The number of pixels of the image sensor is one criterion used to judge picture quality. Digital cameras nowadays have an increasingly higher numbers of pixels, and currently some mobile phones even have camera functions with as many as 5 million pixels. Nevertheless, despite having the same 5 million pixels, there are clear differences in the quality of images taken by a camera-equipped mobile phone, a compact digital camera, and a digital SLR camera. Why does this happen? It happens because the analog information prior to digital processing is dependent on the performance of the lens through which light passes, and this has a major influence on ultimate image quality. In other words, if the performance of the lens that sends light to the sensor is not up to par, the resulting digital image, no matter how many pixels it has, will not be of high quality. A digital SLR camera is able to record high-quality images only because it includes an interchangeable lens that captures more light and has advanced optical technology that can render the minute details of the image.
2. Structure and coating of interchangeable lenses
There are numerous types of interchangeable lenses for digital SLR cameras—wideangle lenses, telephoto lenses, zoom lenses, and so on—used for different photographic applications. Camera lenses are constructed by combining a number of lens elements. Elements are combined to correct image distortion or deviation in color balance. Some interchangeable lenses for SLR cameras have 10 or more elements. Though picture quality can be improved by increasing the number of elements, there's no way to prevent reflection from reducing the quantity of light as light passes through the lens. Glass generally reflects 4 - 9% of the light at its surface. Since light passes through two surfaces (front and back) for a single lens, as much as 8 - 18% of the light is lost. The purpose of coating technology is to minimize this loss of light through reflection; coating has a major influence on lens performance. Coating is used not only on the elements of camera lenses but also on the lenses of eyeglasses and the windshields of cockpits of airplanes to reduce reflection and make objects easier to see through them.
New problems occur with the transition from film to digital cameras. When film is exposed to light, the light can be appropriately dispersed while minimizing reflection, since the surface of film is not like a mirror. With digital cameras, however, strong reflection occurs when light falls on the image sensor. The structure of digital cameras makes it easy for ghosts*1 and flare*2 to occur compared with film cameras. As a result, the coating technology for interchangeable lenses used on digital cameras need to provide an optical performance of greater precision than the antireflective technology used in the interchangeable lenses for film cameras.

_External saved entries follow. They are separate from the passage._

//! SQLite bootstrap for the key-value document store.
//!
//! # Responsibility
//! - Open and configure the SQLite connection backing the document table.
//! - Apply schema migrations before any application data is touched.
//!
//! # Invariants
//! - Migration version is tracked via `PRAGMA user_version`.
//! - Returned connections always have migrations fully applied.

use log::{error, info};
use rusqlite::Connection;
use std::error::Error;
use std::fmt::{Display, Formatter};
use std::path::Path;
use std::time::{Duration, Instant};

pub mod migrations;

pub type DbResult<T> = Result<T, DbError>;

#[derive(Debug)]
pub enum DbError {
    Sqlite(rusqlite::Error),
    UnsupportedSchemaVersion {
        db_version: u32,
        latest_supported: u32,
    },
}

impl Display for DbError {
    fn fmt(&self, f: &mut Formatter<'_>) -> std::fmt::Result {
        match self {
            Self::Sqlite(err) => write!(f, "{err}"),
            Self::UnsupportedSchemaVersion {
                db_version,
                latest_supported,
            } => write!(
                f,
                "database schema version {db_version} is newer than supported {latest_supported}"
            ),
        }
    }
}

impl Error for DbError {
    fn source(&self) -> Option<&(dyn Error + 'static)> {
        match self {
            Self::Sqlite(err) => Some(err),
            Self::UnsupportedSchemaVersion { .. } => None,
        }
    }
}

impl From<rusqlite::Error> for DbError {
    fn from(value: rusqlite::Error) -> Self {
        Self::Sqlite(value)
    }
}

/// Opens the database file at `path` and applies pending migrations.
///
/// # Side effects
/// - Emits `db_open` logging events with duration and status.
pub fn open_db(path: impl AsRef<Path>) -> DbResult<Connection> {
    open_with("file", || Connection::open(path.as_ref()))
}

/// Opens a fresh in-memory database, mainly for tests and probes.
pub fn open_db_in_memory() -> DbResult<Connection> {
    open_with("memory", Connection::open_in_memory)
}

fn open_with(
    mode: &str,
    connect: impl FnOnce() -> rusqlite::Result<Connection>,
) -> DbResult<Connection> {
    let started_at = Instant::now();
    info!("event=db_open module=db status=start mode={mode}");

    let result = connect().map_err(DbError::from).and_then(|mut conn| {
        conn.busy_timeout(Duration::from_secs(5))?;
        migrations::apply_migrations(&mut conn)?;
        Ok(conn)
    });

    match &result {
        Ok(_) => info!(
            "event=db_open module=db status=ok mode={mode} duration_ms={}",
            started_at.elapsed().as_millis()
        ),
        Err(err) => error!(
            "event=db_open module=db status=error mode={mode} duration_ms={} error={err}",
            started_at.elapsed().as_millis()
        ),
    }

    result
}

- *1 Ghost: Light in the shape of a radial pattern, ring, or circle that occurs on an image as a result of repeated reflections inside the lens or camera when a photo is taken in strong light. Typical ghosts are in the shape of the aperture.
- *2 Flare: Like ghosts, flare occurs when a photo is taken in strong light. Light scatters inside the lens and camera, reducing contrast, and sections of the photo may get a tint of white and colors may bleed.
3. "Nano Crystal Coat," Nikon's top-notch coating technology
The Nano Crystal Coat used on the camera interchangeable lenses is an adaptation of the nano particle coating that was initially developed for use in the projection lenses of Nikon's IC steppers and scanners. This ultra-low refractive index film is called "Nano Crystal Coat" as it comprises particles which are as small as several nanometers to 10-20 nanometers (1 nanometer is 1/1,000,000 of a millimeter). Although the term "Nano Crystal Coat" evokes an image of high density structure, the reality is completely the opposite—rather than being tightly arrayed, nano particles are arranged in a spongy construction with uniform spaces between the particles. This coarse structure—which is in complete contrast to the densely packed composition of existing coatings—provides the ground for lower refractive indices. The environment that resembles highly permeable paved roads makes it easy for light to pass through the lens.
The Nano Crystal Coat provides an extremely high preventive effect against reflections over a wide wavelength range by reducing the reflection of light that comes in perpendicular to the lens compared with conventional anti-reflection coatings. Furthermore, the Nano Crystal Coat exhibits unprecedentedly excellent effects against ghosts and flare that are caused by the light obliquely coming from the lens—a problem difficult to remove with conventional coatings. Its overwhelming effect has earned appraisal among professional photographers. Also, this technology is likely to be used in areas other than cameras and optical equipment as well. Since the Nano Crystal Coat can be widely applied to familiar optical products such as binoculars and fieldscopes, to the cutting-edge equipment essential for space development—and not just to glass but to plastic materials, too—it can produce stunning effects on the things around us. The "Nano Crystal Coat" is truly a new technology with extremely high potential.